La tierra heredada 2 - Cosecha de esclavos (27 page)

Read La tierra heredada 2 - Cosecha de esclavos Online

Authors: Andrew Butcher

Tags: #Ciencia ficcion, Infantil y juvenil, Intriga

BOOK: La tierra heredada 2 - Cosecha de esclavos
13.99Mb size Format: txt, pdf, ePub

Confiaba en Naughton, maldita sea.

Y quería lo que Naughton tenía. Se preguntó cómo sería dejar de ser Richie Coker durante una temporada, olvidarse de ser Richie Coker. Pasar a ser Travis. Que la gente respondiese ante él como lo hacían con Travis Naughton. La hippie, por ejemplo, Tilo, que en aquel instante estaba aferrada a Naughton, llorosa, derramando sus lágrimas sobre su piel, frotándose contra su cuerpo como lo haría con el suyo cada vez que le apeteciese, cuando quisiese, con solo decir una palabra. Menudo bajón. Si Richie fuese Travis, ella haría todo eso con él. Ojalá.

Y mientras las parejas se despedían y Richie y Mel hacían rancho aparte, Simon observó al grupo con creciente desprecio. Sus sórdidas relacioncitas. Su patético plan. ¿Realmente pensaba Travis que iba a funcionar? Seguramente. Creía saberlo todo. Pero no era así. Simon también sabía alguna que otra cosa.

Por ejemplo, que el momento de dar a conocer su nueva lealtad estaba cerca. Que el traidor Darion y todos los demás estaban condenados.

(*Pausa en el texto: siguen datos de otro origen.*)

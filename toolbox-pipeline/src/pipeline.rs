//! The invocation pipeline (§4.5): the seven steps every REST and MCP request
//! runs through, in order, regardless of transport.

use std::collections::HashSet;
use std::sync::Arc;
use std::time::Duration;

use http::HeaderMap;
use serde_json::Value;

use toolbox_auth::AuthManager;
use toolbox_core::{InvocationCounters, Result as ToolboxResult, ToolboxError};
use toolbox_interfaces::{Source, Tool};
use toolbox_params::{expand_template, resolve_all};
use toolbox_registry::{SourceMap, ToolMap, Toolset};

/// A request addressed at one tool within one toolset, independent of whatever
/// transport (REST, MCP) produced it.
pub struct InvokeRequest<'a> {
    /// Toolset name; `""` addresses the implicit all-tools toolset (§4.7).
    pub toolset: &'a str,
    pub tool: &'a str,
    /// Request body; non-object bodies are treated as supplying no parameters.
    pub body: &'a Value,
    pub headers: &'a HeaderMap,
    /// Request-level timeout override (e.g. a transport-parsed header), if any
    /// (§5 "earliest wins"). `None` falls back to the pipeline's default.
    pub deadline: Option<Duration>,
}

/// The shared runtime every transport calls through (§4.5).
///
/// Stateless above the sources it holds: any number of invocations run
/// concurrently, limited only by each source's own pool. Cancellation is not
/// modeled explicitly here — dropping the future returned by [`Pipeline::invoke`]
/// (as a transport does when its client disconnects) drops the in-flight
/// `Tool::invoke` call with it, which is what propagates cancellation to the
/// backend call (§4.5, §5 "Cancellation").
pub struct Pipeline {
    sources: SourceMap,
    tools: ToolMap,
    toolsets: indexmap::IndexMap<String, Toolset>,
    auth: AuthManager,
    counters: InvocationCounters,
    default_timeout: Duration,
}

impl Pipeline {
    pub fn new(
        sources: SourceMap,
        tools: ToolMap,
        toolsets: indexmap::IndexMap<String, Toolset>,
        auth: AuthManager,
    ) -> Self {
        Self {
            sources,
            tools,
            toolsets,
            auth,
            counters: InvocationCounters::new(),
            default_timeout: Duration::from_secs(30),
        }
    }

    pub fn with_default_timeout(mut self, timeout: Duration) -> Self {
        self.default_timeout = timeout;
        self
    }

    pub fn counters(&self) -> &InvocationCounters {
        &self.counters
    }

    pub fn toolset_tool_names(&self, toolset: &str) -> Option<&[String]> {
        self.toolsets.get(toolset).map(|t| t.tool_names.as_slice())
    }

    /// Run the full §4.5 pipeline for one request: resolve, authorize, parse
    /// parameters, expand templates, invoke, and return the (already
    /// normalized by the tool kind) result. Exactly one success or failure
    /// counter is recorded, and exactly one log record is emitted on failure.
    pub async fn invoke(&self, request: InvokeRequest<'_>) -> ToolboxResult<Value> {
        let result = self.invoke_inner(&request).await;
        match &result {
            Ok(_) => self.counters.record_success(request.tool),
            Err(err) => {
                err.log(request.tool);
                self.counters.record_failure(request.tool, err.category());
            }
        }
        result
    }

    async fn invoke_inner(&self, request: &InvokeRequest<'_>) -> ToolboxResult<Value> {
        // 1. Resolve: the tool must be a member of the addressed toolset, and
        // the toolset itself must exist.
        let toolset = self
            .toolsets
            .get(request.toolset)
            .ok_or_else(|| ToolboxError::UnknownToolset(request.toolset.to_string()))?;
        if !toolset.tool_names.iter().any(|name| name == request.tool) {
            return Err(ToolboxError::UnknownTool(request.tool.to_string()));
        }
        let tool = self
            .tools
            .get(request.tool)
            .ok_or_else(|| ToolboxError::UnknownTool(request.tool.to_string()))?;
        let source = self.tools_source(tool.source_name())?;

        // 2. Authorize.
        let claims = self.auth.authenticate_headers(request.headers).await?;
        self.auth
            .authorize(tool.auth_required(), &claims.verified_services())?;

        // 3. Parse parameters, rejecting extraneous body keys up front.
        reject_extraneous_keys(tool.as_ref(), request.body)?;
        let resolved = resolve_all(tool.parameters(), request.body, &claims)?;
        let resolved_template = resolve_all(tool.template_parameters(), request.body, &claims)?;

        // 4. Template expansion.
        let expanded = match tool.template_text() {
            Some(text) => Some(expand_template(text, tool.template_parameters(), &resolved_template)?),
            None => None,
        };

        // 5. Invoke, under the earliest of the request's deadline and the
        // pipeline's default (§5 "Timeouts").
        let deadline = request
            .deadline
            .map(|d| d.min(self.default_timeout))
            .unwrap_or(self.default_timeout);
        let invocation = tool.invoke(source.as_ref(), &resolved, expanded.as_deref());
        let value = match tokio::time::timeout(deadline, invocation).await {
            Ok(result) => result?,
            Err(_) => {
                return Err(ToolboxError::Backend(toolbox_core::BackendError::DeadlineExceeded(
                    format!("tool '{}' exceeded its {:?} deadline", tool.name(), deadline),
                )))
            }
        };

        // 6. Normalize: tool kinds already return a JSON-serializable value
        // shaped through `toolbox_core::normalize` (rows, decimals, byte
        // strings); the pipeline only passes it through.
        // 7. Emit: handled by the caller's transport.
        Ok(value)
    }

    fn tools_source(&self, source_name: &str) -> ToolboxResult<Arc<dyn Source>> {
        self.sources
            .get(source_name)
            .cloned()
            .ok_or_else(|| ToolboxError::Internal(format!("tool references unknown source '{source_name}'")))
    }
}

/// Reject any top-level body key that names neither a standard nor a
/// template-lane parameter (§4.5 step 3: "extraneous keys in the body are
/// rejected").
fn reject_extraneous_keys(tool: &dyn Tool, body: &Value) -> ToolboxResult<()> {
    let Some(obj) = body.as_object() else {
        return Ok(());
    };
    let known: HashSet<&str> = tool
        .parameters()
        .iter()
        .chain(tool.template_parameters())
        .map(|p| p.name.as_str())
        .collect();
    for key in obj.keys() {
        if !known.contains(key.as_str()) {
            return Err(ToolboxError::InvalidParameter(format!(
                "unknown parameter '{key}' for tool '{}'",
                tool.name()
            )));
        }
    }
    Ok(())
}

#[cfg(test)]
mod tests;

Hubiese sido fantástico dar un paseo rodeados por los árboles y el rumor de la naturaleza durante la primavera anterior; cálida, brillante, pacífica. Sin embargo, pensó Travis, el contexto lo era todo. En aquella ocasión no había habido ni enfermedad ni cosechadores. Entonces había ambos y el paisaje no le proporcionaba ninguna tranquilidad, por mucho que intentase relajarse.

Los tres adolescentes habían abandonado el Enclave horas atrás. A una distancia prudencial, el ojo vigía flotaba tras ellos, retransmitiendo cada detalle de su viaje al centro de seguimiento y comunicaciones del Enclave. Travis y Antony no iban precisamente despacio, pero Mel se dirigía en dirección a la colina Vernham a tal velocidad que parecía a punto de echar a correr, como si la persiguiesen.

—Mel, frena —dijo Travis, tras ella—. Tenemos que permanecer unidos. La idea es que nos capturen, no que nos separemos.

—Tranqui, si encuentro a los cosechadores pegaré un grito —respondió Mel, volviéndose hacia sus compañeros y caminando de espaldas—. Pero pensé que los Romeos querrían estar solos para intercambiar notitas sobre sus Julietas.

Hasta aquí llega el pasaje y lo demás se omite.